Robert Tanitch reviews Confessional at Southwark Playhouse, London SE1
A Streetcar Named Desire, Cat on a Hot Tin Roof, Sweet Bird of Youth, The Night of the Iguana, The Milk Train Doesn’t Stop Here Anymore.
Confessional is a somewhat dull title for a play from a playwright who has come up with some of the most original and poetic titles for his plays
Tennessee Williams’ one-act Confessional (1970) is an earlier version of Small Craft Warnings (1972).
Eight sad and lonely characters in a Pacific Coast bar in the 1950s address the audience directly in a series of monologues. Things get pretty rowdy and tearful.

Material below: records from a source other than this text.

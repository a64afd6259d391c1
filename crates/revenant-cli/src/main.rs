mod config;
mod report;
mod signal;

use std::path::PathBuf;
use std::process::ExitCode;
use std::sync::Arc;

use anyhow::Context;
use clap::Parser;

use revenant_core::environment::{ComposeEnvironment, EnvironmentGuard, ProcessRunner, RunEnd};
use revenant_core::scenario::{RunState, ScenarioRunner, Verdict};
use revenant_core::{ScenarioError, WorkflowId};

use config::ResolvedConfig;
use signal::{Shutdown, ShutdownSignal};

/// How the scenario future ended.
#[derive(Debug)]
enum RunOutcome {
    Finished(Verdict),
    Stopped(Shutdown),
}

#[derive(Parser)]
#[command(
    name = "revenant",
    version,
    about = "Reproduce activities running without workflow state after a state-store outage"
)]
struct Cli {
    /// Scenario config file (overrides REVENANT_CONFIG and the default locations)
    #[arg(long)]
    config: Option<PathBuf>,
}

#[tokio::main(flavor = "current_thread")]
async fn main() -> anyhow::Result<ExitCode> {
    tracing_subscriber::fmt()
        .with_env_filter(
            tracing_subscriber::EnvFilter::try_from_default_env()
                .unwrap_or_else(|_| tracing_subscriber::EnvFilter::new("info")),
        )
        .init();

    let cli = Cli::parse();

    let ResolvedConfig { config, source } = ResolvedConfig::resolve(cli.config.as_deref())?;
    tracing::info!(source = %source, base_url = %config.service.base_url, "configuration loaded");

    let env = ComposeEnvironment::from_config(&config, Arc::new(ProcessRunner));
    env.preflight()
        .await
        .map_err(ScenarioError::Setup)
        .context("docker compose is required")?;

    let workflow_id = WorkflowId::generate(&config.workflow.id_prefix);
    tracing::info!(workflow_id = %workflow_id, "starting reproduction run");
    let mut state = RunState::new(workflow_id);

    let mut shutdown = ShutdownSignal::install();
    let guard = EnvironmentGuard::acquire(env, config.teardown.on_success);

    let outcome = match ScenarioRunner::new(&config, guard.environment()) {
        Ok(runner) => {
            tokio::select! {
                verdict = runner.run(&mut state) => RunOutcome::Finished(verdict),
                signal = shutdown.recv() => RunOutcome::Stopped(signal),
            }
        }
        Err(e) => {
            guard.release(RunEnd::Failed).await;
            return Err(e).context("failed to build HTTP client");
        }
    };

    let end = match &outcome {
        RunOutcome::Finished(verdict) => RunEnd::from_verdict(verdict),
        RunOutcome::Stopped(signal) => {
            tracing::warn!(signal = %signal, phase = %state.phase(), "run stopped, cleaning up");
            RunEnd::Interrupted
        }
    };
    let teardown = guard.release(end).await;

    report::print_summary(&state, &config, &teardown);

    Ok(exit_code(&outcome))
}

fn exit_code(outcome: &RunOutcome) -> ExitCode {
    match outcome {
        RunOutcome::Stopped(signal) => ExitCode::from(signal.exit_status()),
        RunOutcome::Finished(verdict) if verdict.is_failure() => ExitCode::FAILURE,
        RunOutcome::Finished(_) => ExitCode::SUCCESS,
    }
}


#[cfg(test)]
mod tests {
    use super::*;

    #[test]
    fn cli_accepts_config_flag() {
        let cli = Cli::try_parse_from(["revenant", "--config", "repro.toml"]).unwrap();
        assert_eq!(cli.config, Some(PathBuf::from("repro.toml")));
    }

    #[test]
    fn cli_runs_without_arguments() {
        let cli = Cli::try_parse_from(["revenant"]).unwrap();
        assert!(cli.config.is_none());
    }

    #[test]
    fn cli_rejects_positional_arguments() {
        assert!(Cli::try_parse_from(["revenant", "extra"]).is_err());
    }

    #[test]
    fn exit_codes() {
        assert_eq!(exit_code(&RunOutcome::Finished(Verdict::Confirmed)), ExitCode::SUCCESS);
        assert_eq!(exit_code(&RunOutcome::Finished(Verdict::Inconclusive)), ExitCode::SUCCESS);
        assert_eq!(
            exit_code(&RunOutcome::Finished(Verdict::FailedToReproduce {
                reason: "never healthy".to_string()
            })),
            ExitCode::FAILURE
        );
        assert_eq!(exit_code(&RunOutcome::Stopped(Shutdown::Interrupt)), ExitCode::from(130));
        assert_eq!(exit_code(&RunOutcome::Stopped(Shutdown::Terminate)), ExitCode::from(143));
    }
}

The characters are life’s flotsam and jetsam.
They include the barman, a screenwriter and his latest pick-up, a very young man who was riding a bicycle when he drove by in his car. There is also an alcoholic doctor who has been struck off the register and carries out abortions, a role played by Tennessee Williams in Small Craft Warnings.
The leading character is a beautician (Lizzie Stanton), a survivor, who lives in a caravan with a selfish slob who lives off women one after another. Her best friend is a mentally-ill trampy nymphomaniac whose hands are liable to stray.
Jack Silver’s semi-immersive production transfers the action to a present day pub in Southend. What we hear doesn’t sound like Tennessee Williams when the dialogue is spoken with English accents.
The Southwark Playhouse studio has been converted into a seedy pub. Actors and audience share the same space. The audience sits at tables and chairs by the wall. The actors move in and out and around them. The setup and lack of focus can be very distracting; and it certainly doesn’t make this bitty play any more coherent and real.
The production was originally seen at the Edinburgh Festival Fringe in 2015. The actors evidently act it differently every night, as the mood takes them. Lizzie Stanton was very abrasive and very volatile on the night I went, bawling away.